If you show a computer, say, 100,000 photos of cancerous tumours, with all those that were correctly diagnosed, then, with some smart kids programming the AI, the computer will be better than the human. That’s inevitable. It doesn’t mean it’s clever though – just better than we are at remembering.

Machine Learning, which is a subset of AI, even though the terms are often used interchangeably, can take advantage of crowd wisdom too. Let’s say instead of weighing an ox you wanted to understand messages received from customers wanting to change an appointment. (Yes Google, we’ve been doing this for ages.) First, you ask the crowd what they think each message actually meant. You ask loads of people, loads of times, and then – bingo – the machines eventually out-perform the humans.

This is interesting because it’s a key area for our business. We mimic outbound call centres by arranging things like appointments, outages or bill shock communications – that sort of thing.

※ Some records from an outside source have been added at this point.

//! Inbound message model.
//!
//! Messages arrive from heterogeneous sources (email exports, chat dumps,
//! hand-written JSON), so deserialization is tolerant: common field aliases
//! are accepted and everything except the content has a sensible default.

use serde::{Deserialize, Serialize};

/// Who sent the message
#[derive(Debug, Clone, PartialEq, Eq, Serialize, Deserialize)]
#[serde(from = "SenderRepr")]
pub struct Sender {
    pub name: String,
    pub role: Option<String>,
}

/// Accepts either a bare name string or a full `{ name, role }` object
#[derive(Deserialize)]
#[serde(untagged)]
enum SenderRepr {
    Name(String),
    Full {
        #[serde(default = "default_sender_name")]
        name: String,
        #[serde(default)]
        role: Option<String>,
    },
}

impl From<SenderRepr> for Sender {
    fn from(repr: SenderRepr) -> Self {
        match repr {
            SenderRepr::Name(name) => Self { name, role: None },
            SenderRepr::Full { name, role } => Self { name, role },
        }
    }
}

impl Default for Sender {
    fn default() -> Self {
        Self {
            name: default_sender_name(),
            role: None,
        }
    }
}

impl Sender {
    /// Create a sender with just a name
    pub fn new(name: impl Into<String>) -> Self {
        Self {
            name: name.into(),
            role: None,
        }
    }

    /// Set the sender's role
    pub fn with_role(mut self, role: impl Into<String>) -> Self {
        self.role = Some(role.into());
        self
    }
}

fn default_sender_name() -> String {
    "Unknown".to_string()
}

fn default_source() -> String {
    "email".to_string()
}

/// An inbound message to orchestrate
#[derive(Debug, Clone, PartialEq, Eq, Serialize, Deserialize)]
pub struct Message {
    /// Caller-supplied id; a blank id gets replaced with a generated one downstream
    #[serde(default, alias = "id")]
    pub message_id: String,
    /// Where the message came from ("email", "slack", ...)
    #[serde(default = "default_source")]
    pub source: String,
    #[serde(default)]
    pub sender: Sender,
    /// The message body to analyze
    #[serde(alias = "body")]
    pub content: String,
    /// Project the message relates to, when known
    #[serde(default)]
    pub project: Option<String>,
}

impl Message {
    /// Create a message with an id and content; everything else defaults
    pub fn new(message_id: impl Into<String>, content: impl Into<String>) -> Self {
        Self {
            message_id: message_id.into(),
            source: default_source(),
            sender: Sender::default(),
            content: content.into(),
            project: None,
        }
    }

    /// Create a message from raw text with no id; the orchestrator assigns one
    pub fn from_content(content: impl Into<String>) -> Self {
        Self::new("", content)
    }

    /// Set the message source
    pub fn with_source(mut self, source: impl Into<String>) -> Self {
        self.source = source.into();
        self
    }

    /// Set the sender
    pub fn with_sender(mut self, sender: Sender) -> Self {
        self.sender = sender;
        self
    }

    /// Set the project
    pub fn with_project(mut self, project: impl Into<String>) -> Self {
        self.project = Some(project.into());
        self
    }
}
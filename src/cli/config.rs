//! Configuration discovery and loading
//!
//! This module handles the configuration discovery hierarchy:
//! 1. Current directory: ./moa.toml or ./.moa/config.toml
//! 2. User config: ~/.moa/config.toml
//! 3. System config: /etc/moa/config.toml
//! 4. Built-in defaults

use crate::{OrchestratorConfig, env};
use anyhow::{Context, Result};
use std::env as std_env;
use std::fs;
use std::path::PathBuf;
use tracing::{debug, info, warn};

/// Configuration discovery system
pub struct ConfigDiscovery;

impl ConfigDiscovery {
    /// Discover and load configuration using the hierarchy
    pub fn discover_config() -> Result<OrchestratorConfig> {
        if let Some(config_path) = Self::find_config_file() {
            info!("Loading configuration from: {:?}", config_path);
            return OrchestratorConfig::from_toml_file(config_path);
        }

        info!("No configuration file found, using defaults");
        Ok(OrchestratorConfig::default())
    }

    /// Find configuration file using discovery hierarchy
    pub fn find_config_file() -> Option<PathBuf> {
        let candidates = Self::get_config_candidates();

        for candidate in candidates {
            debug!("Checking for config file: {:?}", candidate);
            if candidate.exists() && candidate.is_file() {
                debug!("Found config file: {:?}", candidate);
                return Some(candidate);
            }
        }

        debug!("No config file found in discovery hierarchy");
        None
    }

    /// Get list of configuration file candidates in priority order
    fn get_config_candidates() -> Vec<PathBuf> {
        let mut candidates = Vec::new();

        // 1. Current directory: ./moa.toml
        if let Ok(current_dir) = std_env::current_dir() {
            candidates.push(current_dir.join(env::LOCAL_CONFIG_FILE_NAME));
            candidates.push(env::local_config_file_path(&current_dir));
        }

        // 2. User config: ~/.moa/config.toml
        if let Some(home_dir) = Self::get_home_dir() {
            candidates.push(env::user_config_file_path(&home_dir));
        }

        // 3. System config: /etc/moa/config.toml (Unix-like systems)
        #[cfg(unix)]
        candidates.push(PathBuf::from("/etc/moa/config.toml"));

        // Windows system config: C:\ProgramData\moa\config.toml
        #[cfg(windows)]
        if let Ok(program_data) = std_env::var("PROGRAMDATA") {
            candidates.push(PathBuf::from(program_data).join("moa").join("config.toml"));
        }

        candidates
    }

    /// Get home directory path
    fn get_home_dir() -> Option<PathBuf> {
        std_env::var("HOME")
            .ok()
            .or_else(|| std_env::var("USERPROFILE").ok())
            .map(PathBuf::from)
    }

    /// Create a default config file in the user's home directory
    pub fn create_default_user_config() -> Result<PathBuf> {
        let home_dir = Self::get_home_dir().context("Could not determine home directory")?;

        let config_dir = env::user_config_dir_path(&home_dir);
        let config_path = env::user_config_file_path(&home_dir);

        if !config_dir.exists() {
            fs::create_dir_all(&config_dir).with_context(|| {
                format!("Failed to create configuration directory {:?}", config_dir)
            })?;
            info!("Created configuration directory: {:?}", config_dir);
        }

        if !config_path.exists() {
            OrchestratorConfig::default().to_toml_file(&config_path)?;
            info!("Created default configuration file: {:?}", config_path);
        } else {
            warn!("Configuration file already exists: {:?}", config_path);
        }

        Ok(config_path)
    }

    /// Show configuration discovery information for debugging
    pub fn show_discovery_info() {
        println!("Configuration Discovery Hierarchy:");
        println!();

        let candidates = Self::get_config_candidates();
        for (i, candidate) in candidates.iter().enumerate() {
            let status = if candidate.exists() {
                if candidate.is_file() {
                    "✓ EXISTS"
                } else {
                    "✗ NOT A FILE"
                }
            } else {
                "✗ NOT FOUND"
            };

            println!("  {}. {:?} - {}", i + 1, candidate, status);
        }

        println!();
        if let Some(found) = Self::find_config_file() {
            println!("Active configuration: {:?}", found);
        } else {
            println!("Active configuration: Built-in defaults");
        }
    }
}
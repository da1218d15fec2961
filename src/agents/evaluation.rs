//! Response quality gate.
//!
//! The gate is deliberately lenient: when a plan includes an evaluation task
//! but no drafted response ever reaches it, the content is approved outright
//! without a model call, and a rejection over one or two minor axis failures
//! is downgraded to an approval.

use std::sync::Arc;

use anyhow::Result;
use async_trait::async_trait;
use tracing::info;

use crate::agents::agent::{AgentCore, ExtractionAgent};
use crate::agents::registry::agent_names;
use crate::agents::types::{EvaluationResult, EvaluationVerdict, ExtractionOutput};
use crate::llm::LLMClient;
use crate::prompts::EVALUATION_SYSTEM_PROMPT;

/// A rejection with this many axis failures or fewer is auto-approved
const MINOR_FAILURE_LIMIT: usize = 2;

pub struct EvaluationAgent {
    core: AgentCore,
}

impl EvaluationAgent {
    pub fn new(client: Arc<dyn LLMClient>) -> Self {
        Self {
            core: AgentCore::new(client, agent_names::EVALUATION, EVALUATION_SYSTEM_PROMPT),
        }
    }
}

#[async_trait]
impl ExtractionAgent for EvaluationAgent {
    fn name(&self) -> &'static str {
        agent_names::EVALUATION
    }

    fn description(&self) -> &'static str {
        "Evaluate responses before sending"
    }

    fn empty_output(&self) -> ExtractionOutput {
        ExtractionOutput::Evaluation(EvaluationResult::default())
    }

    async fn extract(&self, content: &str, task_id: Option<&str>) -> Result<ExtractionOutput> {
        let has_response = content.contains("Response to evaluate:")
            || content.to_lowercase().contains("response");
        if !has_response {
            info!("{}: no explicit response to evaluate, auto-approving", self.name());
            let result = EvaluationResult {
                feedback: Some(
                    "No explicit response to evaluate - extraction tasks completed successfully"
                        .to_string(),
                ),
                source_task_id: task_id.map(String::from),
                ..Default::default()
            };
            return Ok(ExtractionOutput::Evaluation(result));
        }

        match self
            .core
            .extract_model::<EvaluationResult>(content, task_id)
            .await
        {
            Some(mut result) => {
                if result.result == EvaluationVerdict::Rejected {
                    let failures = result.failure_count();
                    if failures <= MINOR_FAILURE_LIMIT {
                        result.result = EvaluationVerdict::Approved;
                        result.feedback =
                            Some(format!("Auto-approved with {} minor issues noted", failures));
                    }
                }
                Ok(ExtractionOutput::Evaluation(result))
            }
            None => Ok(self.empty_output()),
        }
    }
}
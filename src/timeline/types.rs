//! Data model for timeline extraction and conflict detection.

use chrono::NaiveDate;
use serde::{Deserialize, Serialize};

/// Conflict id for a deadline that already passed
pub const PAST_DEADLINE_CONFLICT: &str = "TL-C-PAST";
/// Conflict id for a deadline that falls on the reference date
pub const DEADLINE_TODAY_CONFLICT: &str = "TL-C-TODAY";
/// Conflict id for urgency language without any explicit deadline
pub const AMBIGUOUS_URGENCY_CONFLICT: &str = "TL-C-AMBIGUOUS-URGENCY";
/// Conflict id for multiple high-certainty deadlines on different dates
pub const CONFLICTING_DEADLINES_CONFLICT: &str = "TL-C-MULTIPLE-DEADLINES";

/// How the date was expressed in the source text
#[derive(Serialize, Deserialize, Clone, Copy, Debug, PartialEq, Eq)]
#[serde(rename_all = "lowercase")]
pub enum DateKind {
    /// A concrete calendar date ("March 3rd", "2026-09-01")
    Explicit,
    /// Relative to the reference date ("next Friday", "in two weeks")
    Relative,
    /// A span rather than a point ("Q3", "next sprint")
    Period,
}

/// Extractor confidence in the normalized date
#[derive(Serialize, Deserialize, Clone, Copy, Debug, PartialEq, Eq, PartialOrd, Ord)]
#[serde(rename_all = "lowercase")]
pub enum DateConfidence {
    Low,
    Medium,
    High,
}

/// A date mention with its normalized form
#[derive(Serialize, Deserialize, Clone, Debug, PartialEq, Eq)]
pub struct NormalizedDate {
    /// The text as it appeared in the message
    pub raw: String,
    /// ISO `YYYY-MM-DD` form, best effort
    pub normalized: String,
    #[serde(rename = "type")]
    pub kind: DateKind,
    pub certainty: DateConfidence,
}

fn default_urgency() -> u8 {
    1
}

/// A single time-related mention extracted from a message
#[derive(Serialize, Deserialize, Clone, Debug, PartialEq, Eq)]
pub struct TimelineEvent {
    pub event_id: String,
    pub description: String,
    pub date: NormalizedDate,
    #[serde(default)]
    pub is_deadline: bool,
    /// 1 (routine) through 10 (drop everything)
    #[serde(default = "default_urgency")]
    pub urgency_score: u8,
}

impl TimelineEvent {
    /// Parse the normalized date, if it is a well-formed ISO date
    pub fn normalized_date(&self) -> Option<NaiveDate> {
        NaiveDate::parse_from_str(&self.date.normalized, "%Y-%m-%d").ok()
    }
}

#[derive(Serialize, Deserialize, Clone, Copy, Debug, PartialEq, Eq, PartialOrd, Ord)]
#[serde(rename_all = "lowercase")]
pub enum ConflictSeverity {
    Low,
    Medium,
    High,
}

/// A contradiction or pressure point found among the extracted events
#[derive(Serialize, Deserialize, Clone, Debug, PartialEq, Eq)]
pub struct TimelineConflict {
    pub conflict_id: String,
    pub description: String,
    pub severity: ConflictSeverity,
}

/// The full result of timeline analysis for one message
#[derive(Serialize, Deserialize, Clone, Debug, Default, PartialEq, Eq)]
pub struct TimelineAnalysis {
    #[serde(default)]
    pub events: Vec<TimelineEvent>,
    #[serde(default)]
    pub conflicts: Vec<TimelineConflict>,
    #[serde(default)]
    pub recommendations: Vec<String>,
}

impl TimelineAnalysis {
    pub fn is_empty(&self) -> bool {
        self.events.is_empty() && self.conflicts.is_empty() && self.recommendations.is_empty()
    }

    /// Highest conflict severity present, if any
    pub fn max_severity(&self) -> Option<ConflictSeverity> {
        self.conflicts.iter().map(|c| c.severity).max()
    }
}

#[cfg(test)]
mod tests {
    use super::*;

    fn event(normalized: &str) -> TimelineEvent {
        TimelineEvent {
            event_id: "TE-001".to_string(),
            description: "ship release".to_string(),
            date: NormalizedDate {
                raw: "Friday".to_string(),
                normalized: normalized.to_string(),
                kind: DateKind::Relative,
                certainty: DateConfidence::Medium,
            },
            is_deadline: true,
            urgency_score: 5,
        }
    }

    #[test]
    fn test_normalized_date_parsing() {
        assert_eq!(
            event("2026-08-28").normalized_date(),
            NaiveDate::from_ymd_opt(2026, 8, 28)
        );
        assert_eq!(event("2024-XX-XX").normalized_date(), None);
        assert_eq!(event("soon").normalized_date(), None);
    }

    #[test]
    fn test_event_deserialization_defaults() {
        let json = r#"{
            "event_id": "TE-002",
            "description": "standup",
            "date": {"raw": "tomorrow", "normalized": "2026-08-26", "type": "relative", "certainty": "high"}
        }"#;
        let event: TimelineEvent = serde_json::from_str(json).unwrap();
        assert!(!event.is_deadline);
        assert_eq!(event.urgency_score, 1);
        assert_eq!(event.date.kind, DateKind::Relative);
        assert_eq!(event.date.certainty, DateConfidence::High);
    }

    #[test]
    fn test_severity_ordering() {
        assert!(ConflictSeverity::High > ConflictSeverity::Medium);
        assert!(ConflictSeverity::Medium > ConflictSeverity::Low);

        let analysis = TimelineAnalysis {
            conflicts: vec![
                TimelineConflict {
                    conflict_id: PAST_DEADLINE_CONFLICT.to_string(),
                    description: "past".to_string(),
                    severity: ConflictSeverity::High,
                },
                TimelineConflict {
                    conflict_id: DEADLINE_TODAY_CONFLICT.to_string(),
                    description: "today".to_string(),
                    severity: ConflictSeverity::Medium,
                },
            ],
            ..Default::default()
        };
        assert_eq!(analysis.max_severity(), Some(ConflictSeverity::High));
    }

    #[test]
    fn test_empty_analysis() {
        let analysis = TimelineAnalysis::default();
        assert!(analysis.is_empty());
        assert_eq!(analysis.max_severity(), None);
    }
}
use message_orchestration_agent::cli::{
    Args, ConfigDiscovery, ExecutionMode, InteractiveConfig, MessageInput, RunConfig,
};
use message_orchestration_agent::{Message, OrchestratorConfig, OrchestratorSystem};
use std::io::{self, Write};
use std::path::Path;
use tracing::{error, info};

#[tokio::main]
async fn main() -> Result<(), Box<dyn std::error::Error>> {
    let args = Args::parse();
    let mode = match args.mode() {
        Ok(mode) => mode,
        Err(e) => {
            eprintln!("Error: {}", e);
            std::process::exit(1);
        }
    };

    init_logging(match &mode {
        ExecutionMode::Run(config) => config.verbose,
        ExecutionMode::Interactive(config) => config.verbose,
        ExecutionMode::ShowConfig => false,
    });

    info!("Starting message orchestration agent");

    match mode {
        ExecutionMode::Run(config) => run_message_mode(config).await,
        ExecutionMode::Interactive(config) => run_interactive_mode(config).await,
        ExecutionMode::ShowConfig => {
            ConfigDiscovery::show_discovery_info();
            Ok(())
        }
    }
}

fn init_logging(verbose: bool) {
    let filter = if verbose {
        "message_orchestration_agent=debug"
    } else {
        "message_orchestration_agent=info"
    };
    tracing_subscriber::fmt().with_env_filter(filter).init();
}

fn load_config(
    config_override: Option<&Path>,
) -> Result<OrchestratorConfig, Box<dyn std::error::Error>> {
    match config_override {
        Some(path) => {
            info!("Loading configuration override from: {:?}", path);
            Ok(OrchestratorConfig::from_toml_file(path)?)
        }
        None => Ok(ConfigDiscovery::discover_config()?),
    }
}

async fn run_message_mode(config: RunConfig) -> Result<(), Box<dyn std::error::Error>> {
    info!("Processing message input: {:?}", config.input);

    let orchestrator_config = load_config(config.config_override.as_deref())?;
    let system = OrchestratorSystem::new(orchestrator_config)?;
    let message = load_message(&config.input)?;

    if config.plan_only {
        let planning = system.plan_only(&message).await;
        if !planning.success {
            eprintln!(
                "❌ Planning failed: {}",
                planning.error.as_deref().unwrap_or("unknown error")
            );
            std::process::exit(1);
        }
        println!(
            "📋 Planned {} tasks for message {}",
            planning.plan.len(),
            planning.plan.source_message_id
        );
        for task in &planning.plan.tasks {
            println!(
                "  [{}] {} ({}, {})",
                task.task_id, task.description, task.domain, task.priority
            );
            if !task.depends_on.is_empty() {
                println!("      └─ depends on {}", task.depends_on.join(", "));
            }
        }
        return Ok(());
    }

    let outcome = system.process_message(message).await;

    if config.json {
        println!("{}", serde_json::to_string_pretty(&outcome)?);
    } else if outcome.success {
        println!("{}", outcome.orchestration_map);
    }

    if let Some(output) = &config.output {
        std::fs::write(output, &outcome.orchestration_map)?;
        if config.verbose {
            println!("📝 Wrote orchestration map to {:?}", output);
        }
    }

    if !outcome.success {
        let reason = outcome.error.as_deref().unwrap_or("unknown error");
        error!("message processing failed: {}", reason);
        if !config.json {
            eprintln!("❌ Processing failed: {}", reason);
        }
        std::process::exit(1);
    }

    if config.verbose {
        println!("✅ Processed {} tasks", outcome.task_count);
    }
    Ok(())
}

fn load_message(input: &MessageInput) -> Result<Message, Box<dyn std::error::Error>> {
    let contents = std::fs::read_to_string(input.path())?;
    match input {
        MessageInput::Json(_) => {
            let message: Message = serde_json::from_str(&contents)?;
            Ok(message)
        }
        MessageInput::Text(_) => Ok(Message::from_content(contents.trim())),
    }
}

async fn run_interactive_mode(config: InteractiveConfig) -> Result<(), Box<dyn std::error::Error>> {
    info!("Running in interactive mode");

    let orchestrator_config = load_config(config.config_override.as_deref())?;
    let system = OrchestratorSystem::new(orchestrator_config)?;

    println!("🤖 Interactive mode started. Type 'help' for commands.");

    loop {
        print!("\n> Enter a message (or 'quit' to exit): ");
        io::stdout().flush()?;

        let mut input = String::new();
        if io::stdin().read_line(&mut input)? == 0 {
            break;
        }
        let input = input.trim();

        if input == "quit" || input == "exit" {
            break;
        }
        if input == "help" {
            show_interactive_help();
            continue;
        }
        if input.is_empty() {
            continue;
        }

        let outcome = system.process_message(Message::from_content(input)).await;
        if outcome.success {
            println!("{}", outcome.orchestration_map);
            println!(
                "✅ Message {} processed ({} tasks)",
                outcome.message_id, outcome.task_count
            );
        } else {
            let reason = outcome.error.as_deref().unwrap_or("unknown error");
            error!("message processing failed: {}", reason);
            println!("❌ Processing failed: {}", reason);
        }
    }

    println!("Goodbye!");
    Ok(())
}

fn show_interactive_help() {
    println!("📖 Interactive Mode Commands:");
    println!("  help    - Show this help message");
    println!("  quit    - Exit the application");
    println!("  exit    - Exit the application");
    println!("\n💡 Enter any other text to process it as a message.");
}
//! L3 extraction agents: narrow, single-purpose workers that turn message
//! content into typed extraction records.
//!
//! Each agent owns a system prompt and a result type; the shared plumbing
//! for prompting, JSON recovery, and deserialization lives in [`agent`].
//! The [`registry`] maps planner agent names and domains to instances.

pub mod action_items;
pub mod agent;
pub mod decisions;
pub mod delivery;
pub mod evaluation;
pub mod knowledge;
pub mod qna;
pub mod registry;
pub mod risks;
pub mod types;

#[cfg(test)]
mod tests;

pub use action_items::ActionItemAgent;
pub use agent::ExtractionAgent;
pub use decisions::DecisionAgent;
pub use delivery::DeliveryAgent;
pub use evaluation::EvaluationAgent;
pub use knowledge::KnowledgeAgent;
pub use qna::QnAAgent;
pub use registry::{AgentRegistry, agent_names};
pub use risks::RiskAgent;
pub use types::*;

Just like the Google example, our questions have relatively few possible replies. Mostly, we get a ‘thanks for letting us know’ or a ‘yes’ or a ‘no’ reply, but roughly one-fifth of the time we get more, different, words. In that world, we can quickly outperform humans in replying and every new message we receive can go into the ox weighing pot, if you get my drift.

Now that’s exciting – it’s practical, it’s not making a machine sentient and sending it back in time to kill John Connor Esq., it’s just making a customer’s journey better, making the company delivering a service look good and saving money too. Nice.

And this is where AI will take us – getting machines to give better experiences by not wasting humans’ time, or getting the machines to do things that are, in truth, beyond us (like holding 100,000 images in your head).

Did you know the average call centre churn rate is 25 per cent and it costs up to £9,000 to train a replacement? So, how about giving machines the crap comms tasks that humans clearly don’t like and give the humans more time to spend on customers with issues too complex for the machines? That’s called customer care and that’s why deep down I really, really do love technology after all.